Exercise
One line at a time, check the entries below for the word "nodes", and copy each line that has it.

[Saved entries]

*** Block opens ***

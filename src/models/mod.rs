// Domain entities held in the cluster snapshot and persisted through the
// repository port.

pub mod monitoring;
pub mod nodes;
pub mod services;

pub use monitoring::{SchedulerLog, SchedulerMetrics, TrackedAction, TrackedObject};
pub use nodes::{Node, NodeStatus};
pub use services::{
    ExecutionStatus, ResourceStatus, Service, ServiceInstance, ServiceInstanceStatus,
    ServiceStatus, ServiceType,
};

*** Block closes ***

Reply to the exercise
pub mod nodes;
pub use nodes::{Node, NodeStatus};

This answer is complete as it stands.